Stored data:
⟨

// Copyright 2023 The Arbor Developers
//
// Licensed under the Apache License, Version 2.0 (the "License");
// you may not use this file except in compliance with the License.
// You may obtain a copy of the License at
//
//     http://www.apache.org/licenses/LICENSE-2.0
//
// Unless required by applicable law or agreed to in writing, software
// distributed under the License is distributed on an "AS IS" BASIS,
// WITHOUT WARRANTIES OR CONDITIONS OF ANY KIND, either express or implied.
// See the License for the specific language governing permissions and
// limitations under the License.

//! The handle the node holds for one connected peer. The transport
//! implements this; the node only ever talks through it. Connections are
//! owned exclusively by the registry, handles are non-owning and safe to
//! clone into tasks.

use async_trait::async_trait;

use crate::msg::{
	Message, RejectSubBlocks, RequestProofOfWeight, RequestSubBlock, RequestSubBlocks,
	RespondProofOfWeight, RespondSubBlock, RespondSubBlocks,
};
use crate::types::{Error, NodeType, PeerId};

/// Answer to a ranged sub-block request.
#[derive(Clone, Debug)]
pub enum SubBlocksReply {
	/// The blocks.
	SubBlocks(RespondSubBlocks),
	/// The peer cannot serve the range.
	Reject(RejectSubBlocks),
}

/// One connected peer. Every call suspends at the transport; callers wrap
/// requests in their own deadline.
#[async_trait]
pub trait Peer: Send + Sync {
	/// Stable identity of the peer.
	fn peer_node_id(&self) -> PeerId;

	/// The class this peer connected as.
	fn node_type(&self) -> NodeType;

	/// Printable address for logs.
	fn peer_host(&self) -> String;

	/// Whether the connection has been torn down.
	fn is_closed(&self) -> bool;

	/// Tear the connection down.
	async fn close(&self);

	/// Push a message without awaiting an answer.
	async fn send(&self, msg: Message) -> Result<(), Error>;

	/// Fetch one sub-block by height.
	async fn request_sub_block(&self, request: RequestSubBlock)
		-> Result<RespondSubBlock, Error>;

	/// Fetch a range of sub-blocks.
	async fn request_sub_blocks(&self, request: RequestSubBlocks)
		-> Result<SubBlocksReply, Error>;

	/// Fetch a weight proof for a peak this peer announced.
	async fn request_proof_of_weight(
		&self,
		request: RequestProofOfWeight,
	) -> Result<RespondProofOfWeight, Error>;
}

⟩

What you need to do -
Check the records above and copy each line that has the string "self".

Your response -
	fn peer_node_id(&self) -> PeerId;
	fn node_type(&self) -> NodeType;
	fn peer_host(&self) -> String;
	fn is_closed(&self) -> bool;
	async fn close(&self);
	async fn send(&self, msg: Message) -> Result<(), Error>;
	async fn request_sub_block(&self, request: RequestSubBlock)
	async fn request_sub_blocks(&self, request: RequestSubBlocks)
		&self,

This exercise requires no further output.